--- Given data ---
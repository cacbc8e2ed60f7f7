//! Record/replay driver download.

use std::fs;
use std::path::{Path, PathBuf};

use crate::core::{BuildError, BuildResult, Platform};
use crate::util::config::{BuildConfiguration, DownloadTool};
use crate::util::fs::remove_file_if_exists;
use crate::util::process::{CommandRunner, ProcessBuilder};

/// Name of the driver artifact for `platform`.
pub fn driver_file_name(platform: Platform) -> String {
    format!("{}-recordreplay.so", platform.tag())
}

/// Download URL of the driver for the configured platform.
pub fn driver_url(config: &BuildConfiguration) -> String {
    format!(
        "{}/{}",
        config.driver_base_url,
        driver_file_name(config.platform)
    )
}

/// A downloaded artifact on disk, removed when dropped.
#[derive(Debug)]
struct DownloadedArtifact {
    path: PathBuf,
    removed: bool,
}

impl DownloadedArtifact {
    fn new(path: PathBuf) -> Self {
        DownloadedArtifact {
            path,
            removed: false,
        }
    }

    fn remove(mut self) -> BuildResult<()> {
        self.removed = true;
        remove_file_if_exists(&self.path)
    }
}

impl Drop for DownloadedArtifact {
    fn drop(&mut self) {
        if !self.removed {
            if let Err(e) = fs::remove_file(&self.path) {
                tracing::warn!("failed to remove {}: {}", self.path.display(), e);
            }
        }
    }
}

/// Download the driver into the working directory and return its bytes.
///
/// The downloaded file is deleted once read. If the download itself fails the
/// file is left alone and nothing is read.
pub fn fetch_driver(
    config: &BuildConfiguration,
    runner: &mut dyn CommandRunner,
) -> BuildResult<Vec<u8>> {
    let url = driver_url(config);
    let path = config.work_dir.join(driver_file_name(config.platform));

    tracing::info!("Fetching driver from {}", url);

    // wget picks a new name (`.1`) if the target already exists.
    remove_file_if_exists(&path)?;

    match config.download_tool {
        DownloadTool::Wget => {
            let wget = ProcessBuilder::new("wget").arg(&url).cwd(&config.work_dir);
            runner
                .run(&wget)
                .map_err(|e| BuildError::download(&url, e))?;
        }
        DownloadTool::Http => http_download(&url, &path)?,
    }

    let artifact = DownloadedArtifact::new(path);
    let contents = fs::read(&artifact.path)
        .map_err(|e| BuildError::download(&url, BuildError::io(&artifact.path, e)))?;
    artifact.remove()?;

    tracing::debug!("driver is {} bytes", contents.len());
    Ok(contents)
}

/// Fetch `url` in-process and save it to `dest`.
fn http_download(url: &str, dest: &Path) -> BuildResult<()> {
    let response = reqwest::blocking::get(url).map_err(|e| BuildError::download(url, e))?;

    if !response.status().is_success() {
        return Err(BuildError::download(
            url,
            format!("HTTP {}", response.status()),
        ));
    }

    let bytes = response
        .bytes()
        .map_err(|e| BuildError::download(url, e))?;
    fs::write(dest, &bytes).map_err(|e| BuildError::download(url, BuildError::io(dest, e)))?;

    Ok(())
}
//! Single-invocation lock for a working directory.
//!
//! The lock is an advisory `flock` on `.node-build.lock`. The kernel drops it
//! when the holding process exits for any reason, so a file left behind by an
//! interrupted build does not block the next one.

use std::fs::{File, OpenOptions};
use std::io::{self, Write};
use std::path::{Path, PathBuf};

use crate::core::{BuildError, BuildResult};

/// Name of the lock file created in the working directory.
pub const LOCK_FILE_NAME: &str = ".node-build.lock";

/// Exclusive hold on a working directory, released on drop.
///
/// The downloaded driver and the generated sources are written without any
/// other coordination, so two builds must never share a directory.
#[derive(Debug)]
pub struct BuildLock {
    path: PathBuf,
    // Held for the flock; closing it releases the lock.
    _file: File,
}

impl BuildLock {
    /// Acquire the lock in `dir`, failing if another build holds it.
    pub fn acquire(dir: &Path) -> BuildResult<BuildLock> {
        let path = dir.join(LOCK_FILE_NAME);

        let mut file = OpenOptions::new()
            .read(true)
            .write(true)
            .create(true)
            .truncate(false)
            .open(&path)
            .map_err(|e| BuildError::io(&path, e))?;

        if let Err(e) = try_lock_exclusive(&file) {
            if e.kind() == io::ErrorKind::WouldBlock {
                let pid = read_owner_pid(&path);
                return Err(BuildError::Locked { path, pid });
            }
            return Err(BuildError::io(path, e));
        }

        // Owner pid helps when diagnosing contention.
        file.set_len(0)
            .and_then(|()| writeln!(file, "{}", std::process::id()))
            .map_err(|e| BuildError::io(&path, e))?;
        tracing::debug!("acquired build lock {}", path.display());

        Ok(BuildLock { path, _file: file })
    }

    /// Path of the lock file.
    pub fn path(&self) -> &Path {
        &self.path
    }
}

fn read_owner_pid(path: &Path) -> Option<u32> {
    std::fs::read_to_string(path).ok()?.trim().parse().ok()
}

#[cfg(unix)]
fn try_lock_exclusive(file: &File) -> io::Result<()> {
    use rustix::fs::{flock, FlockOperation};
    use std::os::unix::io::AsFd;

    flock(file.as_fd(), FlockOperation::NonBlockingLockExclusive)
        .map_err(|e| io::Error::from_raw_os_error(e.raw_os_error()))
}

#[cfg(not(unix))]
fn try_lock_exclusive(_file: &File) -> io::Result<()> {
    Err(io::Error::new(
        io::ErrorKind::Unsupported,
        "build locking requires a unix host",
    ))
}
---
* **Work task**: Repeat the whole listing exactly, keeping every line intact.

* **Finished task**:
repository cacbc8e2ed60f7f7
//! Record/replay driver download.

use std::fs;
use std::path::{Path, PathBuf};

use crate::core::{BuildError, BuildResult, Platform};
use crate::util::config::{BuildConfiguration, DownloadTool};
use crate::util::fs::remove_file_if_exists;
use crate::util::process::{CommandRunner, ProcessBuilder};

/// Name of the driver artifact for `platform`.
pub fn driver_file_name(platform: Platform) -> String {
    format!("{}-recordreplay.so", platform.tag())
}

/// Download URL of the driver for the configured platform.
pub fn driver_url(config: &BuildConfiguration) -> String {
    format!(
        "{}/{}",
        config.driver_base_url,
        driver_file_name(config.platform)
    )
}

/// A downloaded artifact on disk, removed when dropped.
#[derive(Debug)]
struct DownloadedArtifact {
    path: PathBuf,
    removed: bool,
}

impl DownloadedArtifact {
    fn new(path: PathBuf) -> Self {
        DownloadedArtifact {
            path,
            removed: false,
        }
    }

    fn remove(mut self) -> BuildResult<()> {
        self.removed = true;
        remove_file_if_exists(&self.path)
    }
}

impl Drop for DownloadedArtifact {
    fn drop(&mut self) {
        if !self.removed {
            if let Err(e) = fs::remove_file(&self.path) {
                tracing::warn!("failed to remove {}: {}", self.path.display(), e);
            }
        }
    }
}

/// Download the driver into the working directory and return its bytes.
///
/// The downloaded file is deleted once read. If the download itself fails the
/// file is left alone and nothing is read.
pub fn fetch_driver(
    config: &BuildConfiguration,
    runner: &mut dyn CommandRunner,
) -> BuildResult<Vec<u8>> {
    let url = driver_url(config);
    let path = config.work_dir.join(driver_file_name(config.platform));

    tracing::info!("Fetching driver from {}", url);

    // wget picks a new name (`.1`) if the target already exists.
    remove_file_if_exists(&path)?;

    match config.download_tool {
        DownloadTool::Wget => {
            let wget = ProcessBuilder::new("wget").arg(&url).cwd(&config.work_dir);
            runner
                .run(&wget)
                .map_err(|e| BuildError::download(&url, e))?;
        }
        DownloadTool::Http => http_download(&url, &path)?,
    }

    let artifact = DownloadedArtifact::new(path);
    let contents = fs::read(&artifact.path)
        .map_err(|e| BuildError::download(&url, BuildError::io(&artifact.path, e)))?;
    artifact.remove()?;

    tracing::debug!("driver is {} bytes", contents.len());
    Ok(contents)
}

/// Fetch `url` in-process and save it to `dest`.
fn http_download(url: &str, dest: &Path) -> BuildResult<()> {
    let response = reqwest::blocking::get(url).map_err(|e| BuildError::download(url, e))?;

    if !response.status().is_success() {
        return Err(BuildError::download(
            url,
            format!("HTTP {}", response.status()),
        ));
    }

    let bytes = response
        .bytes()
        .map_err(|e| BuildError::download(url, e))?;
    fs::write(dest, &bytes).map_err(|e| BuildError::download(url, BuildError::io(dest, e)))?;

    Ok(())
}
//! Single-invocation lock for a working directory.
//!
//! The lock is an advisory `flock` on `.node-build.lock`. The kernel drops it
//! when the holding process exits for any reason, so a file left behind by an
//! interrupted build does not block the next one.

use std::fs::{File, OpenOptions};
use std::io::{self, Write};
use std::path::{Path, PathBuf};

use crate::core::{BuildError, BuildResult};

/// Name of the lock file created in the working directory.
pub const LOCK_FILE_NAME: &str = ".node-build.lock";

/// Exclusive hold on a working directory, released on drop.
///
/// The downloaded driver and the generated sources are written without any
/// other coordination, so two builds must never share a directory.
#[derive(Debug)]
pub struct BuildLock {
    path: PathBuf,
    // Held for the flock; closing it releases the lock.
    _file: File,
}

impl BuildLock {
    /// Acquire the lock in `dir`, failing if another build holds it.
    pub fn acquire(dir: &Path) -> BuildResult<BuildLock> {
        let path = dir.join(LOCK_FILE_NAME);

        let mut file = OpenOptions::new()
            .read(true)
            .write(true)
            .create(true)
            .truncate(false)
            .open(&path)
            .map_err(|e| BuildError::io(&path, e))?;

        if let Err(e) = try_lock_exclusive(&file) {
            if e.kind() == io::ErrorKind::WouldBlock {
                let pid = read_owner_pid(&path);
                return Err(BuildError::Locked { path, pid });
            }
            return Err(BuildError::io(path, e));
        }

        // Owner pid helps when diagnosing contention.
        file.set_len(0)
            .and_then(|()| writeln!(file, "{}", std::process::id()))
            .map_err(|e| BuildError::io(&path, e))?;
        tracing::debug!("acquired build lock {}", path.display());

        Ok(BuildLock { path, _file: file })
    }

    /// Path of the lock file.
    pub fn path(&self) -> &Path {
        &self.path
    }
}

fn read_owner_pid(path: &Path) -> Option<u32> {
    std::fs::read_to_string(path).ok()?.trim().parse().ok()
}

#[cfg(unix)]
fn try_lock_exclusive(file: &File) -> io::Result<()> {
    use rustix::fs::{flock, FlockOperation};
    use std::os::unix::io::AsFd;

    flock(file.as_fd(), FlockOperation::NonBlockingLockExclusive)
        .map_err(|e| io::Error::from_raw_os_error(e.raw_os_error()))
}

#[cfg(not(unix))]
fn try_lock_exclusive(_file: &File) -> io::Result<()> {
    Err(io::Error::new(
        io::ErrorKind::Unsupported,
        "build locking requires a unix host",
    ))
}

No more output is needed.